Thursday, September 17, 2015

Deconstructing the FCC’s Declaratory Ruling on TCPA Regulations – What it Means for Healthcare Providers

The Federal Communications Commission (FCC) issued a Declaratory Ruling and Order on July 10, 2015, clarifying several exemptions under the Telephone Consumer Protection Act (TCPA) regulations common the healthcare organizations.  These were raised in a petition filed by the American Association of Healthcare Administrative Management (AAHAM) regarding the exemption from prior express consent of “healthcare-related messages”.  

The HIPAA exemption in the TCPA regulations currently extends to advertising and marketing calls to cell phone and residential landline phone numbers. Under the exemption, calls that deliver a healthcare message made by or on behalf of a “covered entity” or its “business associate,” as defined in HIPAA, do not require the prior express written consent of the party called. 

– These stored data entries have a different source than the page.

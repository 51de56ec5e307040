use crate::hw::uartlite::RxErrors;

/// Driver statistics.
///
/// Counters only grow until [`UartLiteStats::clear`]; they saturate at
/// `u32::MAX` instead of wrapping.
#[derive(Debug, Default, Copy, Clone, PartialEq, Eq)]
pub struct UartLiteStats {
    /// Number of transmit interrupts serviced.
    pub transmit_interrupts: u32,
    /// Number of receive interrupts serviced.
    pub receive_interrupts: u32,
    /// Number of characters written to the transmit FIFO.
    pub characters_transmitted: u32,
    /// Number of characters read from the receive FIFO.
    pub characters_received: u32,
    /// Number of received characters flagged with an overrun.
    pub receive_overrun_errors: u32,
    /// Number of received characters flagged with a parity error.
    pub receive_parity_errors: u32,
    /// Number of received characters flagged with a framing error.
    pub receive_framing_errors: u32,
}

fn bump(counter: &mut u32, by: usize) {
    let by = u32::try_from(by).unwrap_or(u32::MAX);
    *counter = counter.saturating_add(by);
}

impl UartLiteStats {
    pub const fn new() -> Self {
        Self {
            transmit_interrupts: 0,
            receive_interrupts: 0,
            characters_transmitted: 0,
            characters_received: 0,
            receive_overrun_errors: 0,
            receive_parity_errors: 0,
            receive_framing_errors: 0,
        }
    }

    /// Reset every counter to zero.
    pub fn clear(&mut self) {
        *self = Self::new();
    }

    /// Sum of all receive error counters.
    pub fn receive_errors(&self) -> u32 {
        self.receive_overrun_errors
            .saturating_add(self.receive_parity_errors)
            .saturating_add(self.receive_framing_errors)
    }

    pub(crate) fn record_transmitted(&mut self, count: usize) {
        bump(&mut self.characters_transmitted, count);
    }

    pub(crate) fn record_received(&mut self, count: usize) {
        bump(&mut self.characters_received, count);
    }

    pub(crate) fn record_rx_errors(&mut self, errors: RxErrors) {
        if errors.contains(RxErrors::OVERRUN) {
            bump(&mut self.receive_overrun_errors, 1);
        }
        if errors.contains(RxErrors::PARITY) {
            bump(&mut self.receive_parity_errors, 1);
        }
        if errors.contains(RxErrors::FRAMING) {
            bump(&mut self.receive_framing_errors, 1);
        }
    }

    pub(crate) fn record_transmit_interrupt(&mut self) {
        bump(&mut self.transmit_interrupts, 1);
    }

    pub(crate) fn record_receive_interrupt(&mut self) {
        bump(&mut self.receive_interrupts, 1);
    }
}

#[cfg(test)]
mod tests {
    use super::*;

    #[test]
    fn error_classes_are_counted_independently() {
        let mut stats = UartLiteStats::new();
        stats.record_rx_errors(RxErrors::OVERRUN);
        stats.record_rx_errors(RxErrors::PARITY | RxErrors::FRAMING);
        stats.record_rx_errors(RxErrors::empty());

        assert_eq!(stats.receive_overrun_errors, 1);
        assert_eq!(stats.receive_parity_errors, 1);
        assert_eq!(stats.receive_framing_errors, 1);
        assert_eq!(stats.receive_errors(), 3);
    }

    #[test]
    fn counters_saturate() {
        let mut stats = UartLiteStats {
            characters_received: u32::MAX - 1,
            ..UartLiteStats::new()
        };
        stats.record_received(5);
        assert_eq!(stats.characters_received, u32::MAX);
        stats.record_received(usize::MAX);
        assert_eq!(stats.characters_received, u32::MAX);
    }

    #[test]
    fn clear_zeroes_everything() {
        let mut stats = UartLiteStats::new();
        stats.record_transmitted(4);
        stats.record_transmit_interrupt();
        stats.record_receive_interrupt();
        stats.clear();
        assert_eq!(stats, UartLiteStats::default());
    }
}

The FCC found that for calls subject to the HIPAA exemption, an individual’s voluntary provision of his or her cell telephone number to a healthcare provider constitutes prior express consent to be called on that number. The FCC had already ruled in a different proceeding that an individual’s provision of his or her cell phone number is “effectively an invitation to be contacted at that number”, as long as the calls or texts are limited in scope to the purpose the number was provided in the first place. The FCC extended that reasoning to calls and texts in the healthcare context.  It is important to note that only HIPAA-covered entities and their business associates can make healthcare calls subject to this exemption and calls must be within the scope of the consent given. 

The FCC also addressed situations where a patient is incapacitated and unable to provide a telephone number directly to a healthcare provider, while a third party intermediary may be able to provide a number.  The FCC ruled that where a party is unable to consent because of medical incapacity, prior express consent to make healthcare calls subject to HIPAA may be obtained from a third party.  Consent by a third party on behalf of an incapacitated party will end when the party is no longer incapacitated.  In such an instance, the provider must get prior express consent from the party being called.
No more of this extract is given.